I've noticed this doesn't happen in some environments. I'm on OpenJDK 6 on 64-bit Linux.

Lii
  • 11,553
  • 8
  • 64
  • 88
Dog
  • 7,707
  • 8
  • 40
  • 74
  • 41
    12 milion of equipment ? i am really curious how that could happen... why you are using empty synchronization block : synchronized(this) {} ? – Martin V. Apr 23 '13 at 01:07
  • 86
    This isn't even remotely thread-safe. – Matt Ball Apr 23 '13 at 01:14
  • 1
    @MattBall, and this is reduced code. Obviously the write to `currentPos` doesn't `happen-before` the read of it, but I don't see how that can be the issue. – Dog Apr 23 '13 at 01:23
  • 1
    @MartinV. because that's the only way I could reproduce the behavior. Locking on about anything does the same thing. – Dog Apr 23 '13 at 01:24
  • 9
    Interesting to note: adding the `final` qualifier (which has no effect on produced bytecode) to the fields `x` and `y` "solves" the bug. Although it does not affect bytecode, the fields are flagged with it, which leads me to think this is a side-effect of a JVM optimization. – Niv Steingarten Apr 23 '13 at 02:26
  • 3
    @Dog Also the output, is very much 'expected'. Two independent Threads acting on shared data without any type of synchronization, there is no way to tell the result of this.

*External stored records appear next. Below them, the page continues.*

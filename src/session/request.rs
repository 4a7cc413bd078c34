//! Materialises request descriptors for the current peer.

use reqwest::Method;
use serde_json::Value;

use super::network::NetworkIdentity;
use super::query::{Params, encode};
use crate::http::RequestDescriptor;

/// Snapshot of the session state a request is built against.
#[derive(Debug, Clone, PartialEq)]
pub struct RequestTarget {
    pub host: String,
    pub port: Option<u16>,
    pub ssl: bool,
    pub identity: NetworkIdentity,
}

impl RequestTarget {
    pub fn scheme(&self) -> &'static str {
        if self.ssl { "https" } else { "http" }
    }

    /// `scheme://host[:port]`
    pub fn base_url(&self) -> String {
        match self.port {
            Some(port) => format!("{}://{}:{}", self.scheme(), self.host, port),
            None => format!("{}://{}", self.scheme(), self.host),
        }
    }

    fn headers(&self) -> Vec<(String, String)> {
        self.identity.headers(self.port)
    }
}

fn is_read(method: &Method) -> bool {
    *method == Method::GET
}

/// Builds a request against the node's `/api` routes.
///
/// `GET` carries `params` in the query string and has no body; every other verb sends
/// `params` as the JSON body.
pub fn build_request(method: &Method, resource: &str, params: &Params, target: &RequestTarget) -> RequestDescriptor {
    let mut url = format!("{}/api/{}", target.base_url(), resource.trim_start_matches('/'));

    let body = if is_read(method) {
        if !params.is_empty() {
            url.push('?');
            url.push_str(&encode(params));
        }
        None
    } else {
        Some(Value::Object(params.clone()))
    };

    RequestDescriptor {
        method: method.clone(),
        url,
        headers: target.headers(),
        body,
    }
}

/// Builds a request against the node's peer-to-peer routes, e.g. `/peer/transactions`.
pub fn build_peer_request(method: &Method, path: &str, body: Value, target: &RequestTarget) -> RequestDescriptor {
    RequestDescriptor {
        method: method.clone(),
        url: format!("{}/peer/{}", target.base_url(), path.trim_start_matches('/')),
        headers: target.headers(),
        body: Some(body),
    }
}

#[cfg(test)]
mod tests {
    use super::*;
    use crate::session::network::resolve;
    use crate::session::query::trim_params;
    use serde_json::json;

    fn target() -> RequestTarget {
        RequestTarget {
            host: "localhost".to_string(),
            port: Some(7000),
            ssl: false,
            identity: resolve(true, None),
        }
    }

    fn options() -> Params {
        match json!({ "limit": 5, "offset": 3, "details": "testData" }) {
            Value::Object(map) => map,
            _ => unreachable!(),
        }
    }

    #[test]
    fn test_get_request_puts_params_in_query() {
        let request = build_request(&Method::GET, "transaction", &options(), &target());

        assert_eq!(request.method, Method::GET);
        assert_eq!(
            request.url,
            "http://localhost:7000/api/transaction?limit=5&offset=3&details=testData"
        );
        assert_eq!(request.body, None);
        assert_eq!(request.headers, target().identity.headers(Some(7000)));
    }

    #[test]
    fn test_post_request_puts_params_in_body() {
        let params = trim_params(&options());
        let request = build_request(&Method::POST, "transaction", &params, &target());

        assert_eq!(request.url, "http://localhost:7000/api/transaction");
        assert_eq!(request.body, Some(Value::Object(params)));
    }

    #[test]
    fn test_post_request_without_params_has_empty_body() {
        let request = build_request(&Method::POST, "transaction", &Params::new(), &target());

        assert_eq!(request.url, "http://localhost:7000/api/transaction");
        assert_eq!(request.body, Some(json!({})));
    }

    #[test]
    fn test_get_request_without_params_has_no_query() {
        let request = build_request(&Method::GET, "blocks/getHeight", &Params::new(), &target());

        assert_eq!(request.url, "http://localhost:7000/api/blocks/getHeight");
    }

    #[test]
    fn test_ssl_without_port_uses_scheme_default() {
        let target = RequestTarget {
            port: None,
            ssl: true,
            ..target()
        };

        assert_eq!(target.base_url(), "https://localhost");
        let request = build_request(&Method::GET, "accounts", &Params::new(), &target);
        assert_eq!(request.url, "https://localhost/api/accounts");
        assert_eq!(request.header("port"), None);
        assert_eq!(request.header("nethash"), Some(target.identity.hash.as_str()));
    }

    #[test]
    fn test_peer_request_route() {
        let request = build_peer_request(&Method::POST, "transactions", json!({ "transaction": {} }), &target());

        assert_eq!(request.url, "http://localhost:7000/peer/transactions");
        assert_eq!(request.body, Some(json!({ "transaction": {} })));
    }
}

It might even never end at all – Eugene Apr 23 '13 at 08:03
  • 9
    @Eugene: It should **not** end. The question is "why does it end?". A `Point` `p` is constructed which satisfies `p.x+1 == p.y`, then a **reference** is passed to the polling thread. Eventually the polling thread decides to exit because it thinks the condition isn't satisfied for one of the `Point`s it receives, but then the console output shows that it should have been satisfied. The lack of `volatile` here simply means that the polling thread may get stuck, but that clearly isn't the problem here. – Erma K. Pizarro Apr 23 '13 at 12:52
  • 2
    @ErmaK.Pizarro if these two lines : if (p.x+1 != p.y) System.out.println(p.x+" "+p.y); come one after another, it does not mean that they(together) are atomic. Anything can happen between them. Unless we know what he wants, it is impossible to answer – Eugene Apr 23 '13 at 13:06
  • 2
    @Eugene, I don't think you're reading the code. `p.x` and `p.y` can't be modified, they are only set in the constructor of `Point`. The only way to get a `Point` is to call the constructor which doesn't return until `p.x` and `p.y` are set. Clearly no code here modifies an already existing `Point`. – Dog Apr 23 '13 at 14:50
  • 2
    I tried very hard to simplify this. See http://stackoverflow.com/questions/16178020/uninitialized-object-leaked-to-another-thread-despite-no-code-explicitly-leaking – Dog Apr 23 '13 at 19:57
  • 3
    @MattBall: You appear not to know very much about Java concurrency. This program can be made thread safe simply by making `currentPos` `volatile`. That would ensure the writes within the constructor `happen-before` the write of `currentPos`. Another way is to simply make the fields in `Point` `final`, which would work because of final field semantics section of JLS. The synchronized block is simply a noop which OP put to reproduce the problem. Even without knowledge of the Java Memory Model, most people would assume this program is thread safe. – L̲̳o̲̳̳n̲̳̳g̲̳̳p̲̳o̲̳̳k̲̳̳e̲̳̳ Jun 29 '13 at 19:06
  • 2
    I guess this is an example of why testing is considered more than desirable. – John Nicholas Aug 15 '13 at 16:03
  • 23
    @JohnNicholas: The real code (which is obviously not this) had 100% test coverage and thousands of tests, lots of which tested things in thousands of various orders and permutations... Testing doesn't magically find every edge case caused by nondeterministic JIT/cache/scheduler. The real problem is that the developer who wrote this code didn't know that construction doesn't happen before using the object. Notice how removing the empty `synchronized` makes the bug not happen? That's because I had to randomly write code until I found one that would reproduce this behaviour deterministically. – Dog Aug 15 '13 at 16:15
  • 1
    cool, you should update your question with that info about synchronized btw :D Am personally finding this one fascinating as it unfolds. – John Nicholas Aug 15 '13 at 16:20
  • In cases where software failure can cause events with Bad Consequences you should *always* have some kind of independent supervisory feature. Medical/aerospace/automotive/rail/nuclear applications know this. – Jason S Aug 16 '13 at 02:20
  • 4
    Why didn't it use a hardware interlock! have we not learnt anything since 1985? (Therac-25) : http://www.codingninja.co.uk/trust-me-im-a-programmer/ – Darknight Aug 16 '13 at 08:45
  • 6
    @Dog Is this http://news.nationalpost.com/2013/08/16/lion-outed-as-dog-at-chinese-zoo-after-barking-outfit-had-dog-in-wolf-cage-fox-in-leopard-enclosure/ you? – Eric des Courtis Aug 16 '13 at 18:01
  • +1 to Darknight regarding Therac-25. At least this incident only resulted in equipment damage instead of killing people. – Stuart Marks Aug 17 '13 at 05:51

5 Answers5

141

Obviously the write to currentPos doesn't happen-before the read of it, but I don't see how that can be the issue.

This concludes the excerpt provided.